Show every line from the data below that includes "digit".

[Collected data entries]
►

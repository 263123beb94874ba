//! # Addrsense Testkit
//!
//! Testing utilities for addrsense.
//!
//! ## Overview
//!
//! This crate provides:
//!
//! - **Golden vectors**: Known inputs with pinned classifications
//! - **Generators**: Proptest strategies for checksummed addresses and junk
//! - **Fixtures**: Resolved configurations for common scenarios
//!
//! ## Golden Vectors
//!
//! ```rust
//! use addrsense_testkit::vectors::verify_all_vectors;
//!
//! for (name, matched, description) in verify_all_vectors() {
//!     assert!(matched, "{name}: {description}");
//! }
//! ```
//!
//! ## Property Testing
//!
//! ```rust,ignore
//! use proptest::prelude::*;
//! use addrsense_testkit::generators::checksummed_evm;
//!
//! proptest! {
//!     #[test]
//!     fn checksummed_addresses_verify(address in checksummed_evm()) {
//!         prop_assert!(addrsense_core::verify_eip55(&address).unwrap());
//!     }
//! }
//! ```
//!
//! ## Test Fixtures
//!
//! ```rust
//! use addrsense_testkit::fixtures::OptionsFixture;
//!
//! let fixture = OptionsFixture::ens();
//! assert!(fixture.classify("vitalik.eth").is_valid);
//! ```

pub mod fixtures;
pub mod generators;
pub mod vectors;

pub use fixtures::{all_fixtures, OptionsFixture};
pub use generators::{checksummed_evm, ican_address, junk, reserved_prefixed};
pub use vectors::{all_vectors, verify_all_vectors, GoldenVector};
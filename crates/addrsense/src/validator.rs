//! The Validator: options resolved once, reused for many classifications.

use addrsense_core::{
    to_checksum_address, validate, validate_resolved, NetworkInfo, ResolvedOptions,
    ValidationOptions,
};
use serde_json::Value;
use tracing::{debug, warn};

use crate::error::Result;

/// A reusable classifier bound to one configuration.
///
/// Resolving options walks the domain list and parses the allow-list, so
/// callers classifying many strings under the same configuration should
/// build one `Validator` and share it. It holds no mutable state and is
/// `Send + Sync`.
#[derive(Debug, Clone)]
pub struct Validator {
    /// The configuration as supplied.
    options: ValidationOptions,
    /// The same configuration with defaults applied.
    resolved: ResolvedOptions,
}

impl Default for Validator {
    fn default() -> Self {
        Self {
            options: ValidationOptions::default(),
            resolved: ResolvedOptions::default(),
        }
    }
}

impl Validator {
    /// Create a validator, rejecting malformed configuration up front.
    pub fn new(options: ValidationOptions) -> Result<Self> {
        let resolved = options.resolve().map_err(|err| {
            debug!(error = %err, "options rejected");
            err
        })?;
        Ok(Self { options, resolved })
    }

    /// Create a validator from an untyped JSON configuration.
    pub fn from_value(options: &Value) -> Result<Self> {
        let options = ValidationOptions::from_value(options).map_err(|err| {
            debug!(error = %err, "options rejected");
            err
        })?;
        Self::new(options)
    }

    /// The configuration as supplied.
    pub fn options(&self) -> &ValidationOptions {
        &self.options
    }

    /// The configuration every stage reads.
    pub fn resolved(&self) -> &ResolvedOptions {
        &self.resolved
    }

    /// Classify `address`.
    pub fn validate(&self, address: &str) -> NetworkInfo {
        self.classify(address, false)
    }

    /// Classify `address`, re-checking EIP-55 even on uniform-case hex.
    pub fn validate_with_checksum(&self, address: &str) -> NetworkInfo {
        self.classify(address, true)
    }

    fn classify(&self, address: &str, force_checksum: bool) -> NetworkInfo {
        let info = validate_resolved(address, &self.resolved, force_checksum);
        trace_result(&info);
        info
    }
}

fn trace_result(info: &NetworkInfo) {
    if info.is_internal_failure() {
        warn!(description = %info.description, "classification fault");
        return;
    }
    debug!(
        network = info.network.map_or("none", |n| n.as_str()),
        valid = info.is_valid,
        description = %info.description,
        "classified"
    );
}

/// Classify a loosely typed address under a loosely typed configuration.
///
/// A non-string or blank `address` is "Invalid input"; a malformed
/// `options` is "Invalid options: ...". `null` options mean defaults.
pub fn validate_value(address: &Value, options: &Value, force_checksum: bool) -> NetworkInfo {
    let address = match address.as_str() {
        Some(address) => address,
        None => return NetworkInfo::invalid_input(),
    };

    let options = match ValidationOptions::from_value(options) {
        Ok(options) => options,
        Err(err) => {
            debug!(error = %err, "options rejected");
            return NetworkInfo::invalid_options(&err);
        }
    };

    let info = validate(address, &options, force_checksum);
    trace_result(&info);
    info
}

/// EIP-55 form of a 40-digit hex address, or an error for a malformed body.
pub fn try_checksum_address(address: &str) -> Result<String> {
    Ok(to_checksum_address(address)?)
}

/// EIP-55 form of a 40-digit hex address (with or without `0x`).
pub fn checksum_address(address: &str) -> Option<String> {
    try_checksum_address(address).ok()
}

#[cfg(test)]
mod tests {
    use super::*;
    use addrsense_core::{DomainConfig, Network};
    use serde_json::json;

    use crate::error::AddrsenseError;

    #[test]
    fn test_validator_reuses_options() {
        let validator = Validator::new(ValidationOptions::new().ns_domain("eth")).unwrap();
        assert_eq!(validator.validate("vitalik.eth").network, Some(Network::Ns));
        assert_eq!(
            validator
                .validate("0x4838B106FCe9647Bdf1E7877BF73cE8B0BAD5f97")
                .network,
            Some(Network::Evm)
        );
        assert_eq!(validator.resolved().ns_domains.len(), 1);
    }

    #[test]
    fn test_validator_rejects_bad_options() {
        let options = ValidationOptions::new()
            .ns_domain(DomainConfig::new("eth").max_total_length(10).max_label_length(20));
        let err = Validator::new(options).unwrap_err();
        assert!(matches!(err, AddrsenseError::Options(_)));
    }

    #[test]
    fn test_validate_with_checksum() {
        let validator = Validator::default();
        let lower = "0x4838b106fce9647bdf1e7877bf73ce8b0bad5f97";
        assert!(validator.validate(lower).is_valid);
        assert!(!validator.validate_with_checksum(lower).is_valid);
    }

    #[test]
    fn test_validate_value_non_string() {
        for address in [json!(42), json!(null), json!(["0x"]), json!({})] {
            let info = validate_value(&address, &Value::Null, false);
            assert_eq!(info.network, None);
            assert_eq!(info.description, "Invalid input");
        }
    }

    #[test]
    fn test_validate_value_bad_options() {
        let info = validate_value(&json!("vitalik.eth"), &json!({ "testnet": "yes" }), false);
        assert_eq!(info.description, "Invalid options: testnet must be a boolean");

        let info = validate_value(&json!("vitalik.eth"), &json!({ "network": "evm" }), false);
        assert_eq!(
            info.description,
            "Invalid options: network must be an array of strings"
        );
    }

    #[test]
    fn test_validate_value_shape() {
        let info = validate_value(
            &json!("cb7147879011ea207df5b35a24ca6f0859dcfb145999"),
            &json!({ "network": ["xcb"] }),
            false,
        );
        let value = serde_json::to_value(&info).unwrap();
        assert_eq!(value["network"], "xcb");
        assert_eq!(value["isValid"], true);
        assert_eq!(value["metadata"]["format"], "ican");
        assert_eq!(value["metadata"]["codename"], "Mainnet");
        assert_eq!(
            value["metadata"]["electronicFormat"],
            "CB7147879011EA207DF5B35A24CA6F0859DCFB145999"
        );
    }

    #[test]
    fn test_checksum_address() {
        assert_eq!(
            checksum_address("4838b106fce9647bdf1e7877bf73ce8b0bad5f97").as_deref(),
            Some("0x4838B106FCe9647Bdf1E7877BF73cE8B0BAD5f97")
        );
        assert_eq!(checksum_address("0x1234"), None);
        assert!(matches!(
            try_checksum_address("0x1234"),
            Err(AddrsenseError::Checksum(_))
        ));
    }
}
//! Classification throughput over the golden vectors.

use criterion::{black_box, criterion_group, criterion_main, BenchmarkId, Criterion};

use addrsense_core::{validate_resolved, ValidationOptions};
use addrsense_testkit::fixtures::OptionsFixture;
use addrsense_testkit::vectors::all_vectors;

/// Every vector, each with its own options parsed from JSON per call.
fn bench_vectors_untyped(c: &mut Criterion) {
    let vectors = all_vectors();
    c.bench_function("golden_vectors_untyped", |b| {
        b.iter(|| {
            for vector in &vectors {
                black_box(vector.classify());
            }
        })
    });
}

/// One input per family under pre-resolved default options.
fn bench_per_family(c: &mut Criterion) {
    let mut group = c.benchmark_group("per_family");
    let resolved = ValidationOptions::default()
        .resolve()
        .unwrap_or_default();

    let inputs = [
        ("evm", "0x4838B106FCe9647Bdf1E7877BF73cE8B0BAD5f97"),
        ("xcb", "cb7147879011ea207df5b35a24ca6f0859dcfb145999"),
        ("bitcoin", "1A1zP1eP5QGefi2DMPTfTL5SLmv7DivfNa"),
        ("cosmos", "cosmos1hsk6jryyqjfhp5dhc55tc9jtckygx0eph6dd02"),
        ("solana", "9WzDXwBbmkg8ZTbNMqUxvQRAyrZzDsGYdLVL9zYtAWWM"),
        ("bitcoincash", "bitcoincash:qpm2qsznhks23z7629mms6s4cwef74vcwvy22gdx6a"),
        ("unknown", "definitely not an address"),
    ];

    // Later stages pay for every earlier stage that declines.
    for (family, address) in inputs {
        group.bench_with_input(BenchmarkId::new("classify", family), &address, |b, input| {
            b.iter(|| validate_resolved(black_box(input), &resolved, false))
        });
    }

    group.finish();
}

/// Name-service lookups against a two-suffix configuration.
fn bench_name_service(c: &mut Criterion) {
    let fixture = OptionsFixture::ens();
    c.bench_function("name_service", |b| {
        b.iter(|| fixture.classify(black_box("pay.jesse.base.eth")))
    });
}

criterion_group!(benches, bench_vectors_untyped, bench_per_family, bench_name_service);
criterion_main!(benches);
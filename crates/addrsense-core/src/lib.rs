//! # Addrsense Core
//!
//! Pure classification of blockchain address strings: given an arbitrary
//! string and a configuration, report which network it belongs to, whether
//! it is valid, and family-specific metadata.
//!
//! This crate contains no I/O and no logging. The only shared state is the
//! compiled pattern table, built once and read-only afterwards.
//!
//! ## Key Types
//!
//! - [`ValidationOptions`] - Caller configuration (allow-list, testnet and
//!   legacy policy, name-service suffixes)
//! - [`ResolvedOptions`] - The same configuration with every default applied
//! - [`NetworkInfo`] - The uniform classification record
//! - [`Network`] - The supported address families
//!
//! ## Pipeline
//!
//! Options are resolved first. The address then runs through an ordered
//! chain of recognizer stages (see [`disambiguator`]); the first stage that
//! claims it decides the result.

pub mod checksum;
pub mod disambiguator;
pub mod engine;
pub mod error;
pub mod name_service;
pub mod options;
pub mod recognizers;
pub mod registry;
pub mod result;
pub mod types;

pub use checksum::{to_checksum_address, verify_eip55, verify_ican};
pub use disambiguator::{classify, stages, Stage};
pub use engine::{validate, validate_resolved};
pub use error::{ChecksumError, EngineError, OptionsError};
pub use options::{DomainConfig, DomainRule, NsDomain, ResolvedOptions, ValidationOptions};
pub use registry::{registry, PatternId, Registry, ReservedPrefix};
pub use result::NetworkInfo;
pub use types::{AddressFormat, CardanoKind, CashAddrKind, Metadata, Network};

◄
►

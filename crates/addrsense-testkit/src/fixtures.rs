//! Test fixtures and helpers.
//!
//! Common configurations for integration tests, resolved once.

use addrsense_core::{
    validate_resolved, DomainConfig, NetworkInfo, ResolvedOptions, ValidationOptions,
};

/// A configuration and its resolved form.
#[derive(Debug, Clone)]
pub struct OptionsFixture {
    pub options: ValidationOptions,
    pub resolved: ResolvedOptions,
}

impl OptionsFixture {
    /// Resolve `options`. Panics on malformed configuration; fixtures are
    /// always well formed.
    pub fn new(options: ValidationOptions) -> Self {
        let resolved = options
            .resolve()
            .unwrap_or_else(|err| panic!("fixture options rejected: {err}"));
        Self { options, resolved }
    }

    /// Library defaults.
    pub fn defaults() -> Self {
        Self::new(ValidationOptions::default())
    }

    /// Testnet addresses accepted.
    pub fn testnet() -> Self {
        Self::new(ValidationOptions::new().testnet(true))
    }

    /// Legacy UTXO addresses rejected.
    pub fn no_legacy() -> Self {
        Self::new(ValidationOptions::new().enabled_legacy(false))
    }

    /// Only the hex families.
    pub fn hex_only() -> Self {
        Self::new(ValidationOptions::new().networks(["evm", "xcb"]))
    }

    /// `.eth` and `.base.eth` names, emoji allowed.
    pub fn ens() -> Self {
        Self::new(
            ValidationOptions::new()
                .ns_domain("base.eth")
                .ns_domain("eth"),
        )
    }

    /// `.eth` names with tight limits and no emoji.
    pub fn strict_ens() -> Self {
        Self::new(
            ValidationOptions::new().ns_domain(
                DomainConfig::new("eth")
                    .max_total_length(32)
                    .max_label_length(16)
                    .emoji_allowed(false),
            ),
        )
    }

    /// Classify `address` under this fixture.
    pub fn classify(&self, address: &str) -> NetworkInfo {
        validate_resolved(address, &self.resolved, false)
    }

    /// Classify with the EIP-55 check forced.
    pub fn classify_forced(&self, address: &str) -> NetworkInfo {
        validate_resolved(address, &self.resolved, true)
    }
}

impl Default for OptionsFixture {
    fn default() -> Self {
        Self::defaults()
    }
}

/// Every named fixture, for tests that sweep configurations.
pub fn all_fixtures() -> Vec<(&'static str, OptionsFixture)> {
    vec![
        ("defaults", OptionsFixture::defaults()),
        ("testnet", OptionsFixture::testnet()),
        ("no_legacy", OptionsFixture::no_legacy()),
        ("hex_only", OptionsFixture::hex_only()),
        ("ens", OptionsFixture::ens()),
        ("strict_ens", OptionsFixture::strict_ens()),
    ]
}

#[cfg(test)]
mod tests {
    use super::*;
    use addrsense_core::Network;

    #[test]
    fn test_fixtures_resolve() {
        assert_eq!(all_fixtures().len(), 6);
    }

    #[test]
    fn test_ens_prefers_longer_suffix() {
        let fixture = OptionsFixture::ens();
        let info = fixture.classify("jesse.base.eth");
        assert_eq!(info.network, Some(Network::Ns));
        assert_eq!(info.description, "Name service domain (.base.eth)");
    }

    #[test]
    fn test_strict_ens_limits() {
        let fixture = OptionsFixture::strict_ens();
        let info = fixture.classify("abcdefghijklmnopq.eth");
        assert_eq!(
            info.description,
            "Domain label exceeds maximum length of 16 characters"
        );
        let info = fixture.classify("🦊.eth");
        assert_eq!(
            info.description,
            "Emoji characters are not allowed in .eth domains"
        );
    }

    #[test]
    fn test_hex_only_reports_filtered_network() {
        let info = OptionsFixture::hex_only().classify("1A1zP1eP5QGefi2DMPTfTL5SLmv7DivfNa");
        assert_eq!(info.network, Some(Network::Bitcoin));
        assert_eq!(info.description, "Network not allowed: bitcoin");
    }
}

◄
►

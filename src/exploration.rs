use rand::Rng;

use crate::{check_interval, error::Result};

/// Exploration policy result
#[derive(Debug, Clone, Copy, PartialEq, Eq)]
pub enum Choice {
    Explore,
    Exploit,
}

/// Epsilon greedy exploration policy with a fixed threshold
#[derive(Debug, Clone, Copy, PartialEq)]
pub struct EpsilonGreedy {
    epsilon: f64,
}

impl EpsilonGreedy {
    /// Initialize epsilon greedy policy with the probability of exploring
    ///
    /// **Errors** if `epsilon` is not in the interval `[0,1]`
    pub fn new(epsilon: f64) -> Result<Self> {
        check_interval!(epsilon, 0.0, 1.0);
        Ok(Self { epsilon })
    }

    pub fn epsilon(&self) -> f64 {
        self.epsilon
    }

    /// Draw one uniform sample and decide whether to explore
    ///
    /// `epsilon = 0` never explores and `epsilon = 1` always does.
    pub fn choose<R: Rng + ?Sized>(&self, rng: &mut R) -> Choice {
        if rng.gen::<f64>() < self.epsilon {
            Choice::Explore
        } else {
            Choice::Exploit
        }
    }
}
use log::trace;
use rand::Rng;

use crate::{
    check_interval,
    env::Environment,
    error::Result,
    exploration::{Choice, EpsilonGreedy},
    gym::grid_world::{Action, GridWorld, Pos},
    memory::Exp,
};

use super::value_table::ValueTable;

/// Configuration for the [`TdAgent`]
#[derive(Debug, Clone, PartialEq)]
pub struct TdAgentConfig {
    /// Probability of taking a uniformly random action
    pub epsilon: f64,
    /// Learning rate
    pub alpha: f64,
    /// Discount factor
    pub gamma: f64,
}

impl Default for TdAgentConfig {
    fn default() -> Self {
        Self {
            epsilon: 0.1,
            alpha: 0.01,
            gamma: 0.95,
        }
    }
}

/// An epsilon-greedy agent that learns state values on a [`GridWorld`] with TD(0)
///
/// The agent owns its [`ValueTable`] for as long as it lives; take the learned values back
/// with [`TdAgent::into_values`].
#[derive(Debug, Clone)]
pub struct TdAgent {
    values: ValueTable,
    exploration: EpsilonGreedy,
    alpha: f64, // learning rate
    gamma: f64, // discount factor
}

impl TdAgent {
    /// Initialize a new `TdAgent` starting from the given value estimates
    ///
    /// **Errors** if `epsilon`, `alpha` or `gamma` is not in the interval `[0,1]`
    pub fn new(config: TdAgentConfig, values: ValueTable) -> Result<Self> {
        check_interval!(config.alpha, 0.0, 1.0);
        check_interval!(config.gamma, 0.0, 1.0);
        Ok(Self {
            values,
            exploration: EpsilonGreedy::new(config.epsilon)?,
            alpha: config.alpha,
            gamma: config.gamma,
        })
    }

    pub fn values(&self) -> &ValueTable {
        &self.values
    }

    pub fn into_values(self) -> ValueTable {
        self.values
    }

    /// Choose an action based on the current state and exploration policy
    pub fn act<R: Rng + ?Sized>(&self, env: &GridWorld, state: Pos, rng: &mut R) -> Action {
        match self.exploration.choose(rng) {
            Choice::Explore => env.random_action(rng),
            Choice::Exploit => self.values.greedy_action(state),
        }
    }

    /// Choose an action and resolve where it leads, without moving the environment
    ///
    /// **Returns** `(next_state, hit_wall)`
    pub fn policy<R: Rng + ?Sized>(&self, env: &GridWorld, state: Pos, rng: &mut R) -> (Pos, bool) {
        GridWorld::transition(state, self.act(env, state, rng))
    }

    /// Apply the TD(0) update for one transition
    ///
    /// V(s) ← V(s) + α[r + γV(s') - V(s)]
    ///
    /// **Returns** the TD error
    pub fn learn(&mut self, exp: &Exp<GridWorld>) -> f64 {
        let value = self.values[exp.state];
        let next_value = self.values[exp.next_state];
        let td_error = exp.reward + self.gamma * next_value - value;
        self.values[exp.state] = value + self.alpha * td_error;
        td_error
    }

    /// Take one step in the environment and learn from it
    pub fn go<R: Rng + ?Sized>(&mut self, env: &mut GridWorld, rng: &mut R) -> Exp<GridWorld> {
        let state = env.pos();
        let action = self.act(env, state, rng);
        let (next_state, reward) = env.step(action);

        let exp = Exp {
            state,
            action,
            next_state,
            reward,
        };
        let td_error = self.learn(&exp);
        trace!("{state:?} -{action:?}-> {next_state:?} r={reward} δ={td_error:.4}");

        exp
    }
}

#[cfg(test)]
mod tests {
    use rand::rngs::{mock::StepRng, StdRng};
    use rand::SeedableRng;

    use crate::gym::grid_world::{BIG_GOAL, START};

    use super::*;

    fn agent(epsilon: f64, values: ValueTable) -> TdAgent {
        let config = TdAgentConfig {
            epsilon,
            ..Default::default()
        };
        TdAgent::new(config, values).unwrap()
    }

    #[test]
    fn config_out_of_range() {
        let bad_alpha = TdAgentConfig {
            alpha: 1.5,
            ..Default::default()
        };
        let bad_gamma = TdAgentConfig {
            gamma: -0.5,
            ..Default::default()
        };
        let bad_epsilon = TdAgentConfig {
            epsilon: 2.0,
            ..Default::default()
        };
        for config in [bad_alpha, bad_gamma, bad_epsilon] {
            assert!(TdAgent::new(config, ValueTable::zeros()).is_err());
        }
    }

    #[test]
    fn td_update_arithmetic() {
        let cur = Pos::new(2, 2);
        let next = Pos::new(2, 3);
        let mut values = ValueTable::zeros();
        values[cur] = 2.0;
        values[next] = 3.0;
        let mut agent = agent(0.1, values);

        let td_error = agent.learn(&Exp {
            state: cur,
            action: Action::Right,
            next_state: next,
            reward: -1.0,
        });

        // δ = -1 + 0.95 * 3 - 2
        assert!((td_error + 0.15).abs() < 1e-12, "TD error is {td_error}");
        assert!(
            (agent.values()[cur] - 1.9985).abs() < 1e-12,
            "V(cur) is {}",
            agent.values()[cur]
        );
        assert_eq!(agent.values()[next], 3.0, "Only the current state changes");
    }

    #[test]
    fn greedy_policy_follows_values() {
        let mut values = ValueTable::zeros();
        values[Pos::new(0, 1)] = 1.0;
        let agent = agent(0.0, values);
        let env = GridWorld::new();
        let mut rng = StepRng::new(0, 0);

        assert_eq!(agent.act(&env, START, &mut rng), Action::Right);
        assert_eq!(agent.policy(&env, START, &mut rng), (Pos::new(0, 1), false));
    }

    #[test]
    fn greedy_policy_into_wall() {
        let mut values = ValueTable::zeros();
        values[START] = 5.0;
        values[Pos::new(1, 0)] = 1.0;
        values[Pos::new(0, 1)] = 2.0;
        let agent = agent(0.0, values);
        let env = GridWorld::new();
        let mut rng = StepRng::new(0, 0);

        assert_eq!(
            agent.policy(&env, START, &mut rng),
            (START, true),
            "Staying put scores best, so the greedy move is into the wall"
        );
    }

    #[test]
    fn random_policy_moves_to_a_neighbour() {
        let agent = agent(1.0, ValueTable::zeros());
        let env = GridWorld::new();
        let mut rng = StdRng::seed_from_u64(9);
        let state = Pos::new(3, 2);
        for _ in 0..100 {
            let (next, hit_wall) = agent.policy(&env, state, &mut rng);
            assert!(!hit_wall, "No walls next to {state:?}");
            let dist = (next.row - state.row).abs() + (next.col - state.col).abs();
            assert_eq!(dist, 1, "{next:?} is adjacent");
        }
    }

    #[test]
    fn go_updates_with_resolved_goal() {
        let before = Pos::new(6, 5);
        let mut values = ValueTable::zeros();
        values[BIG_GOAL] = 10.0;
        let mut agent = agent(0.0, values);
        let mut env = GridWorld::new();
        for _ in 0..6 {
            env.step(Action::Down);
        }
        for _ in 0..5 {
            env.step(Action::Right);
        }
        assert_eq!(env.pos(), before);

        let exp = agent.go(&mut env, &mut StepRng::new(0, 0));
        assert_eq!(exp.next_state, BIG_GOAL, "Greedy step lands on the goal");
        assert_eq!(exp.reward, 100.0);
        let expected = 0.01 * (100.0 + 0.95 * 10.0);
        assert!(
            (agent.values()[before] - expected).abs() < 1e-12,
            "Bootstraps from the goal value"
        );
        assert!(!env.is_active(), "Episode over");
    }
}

◄

• **Result of this exercise**:
/// EIP-55 form of a 40-digit hex address, or an error for a malformed body.
/// EIP-55 form of a 40-digit hex address (with or without `0x`).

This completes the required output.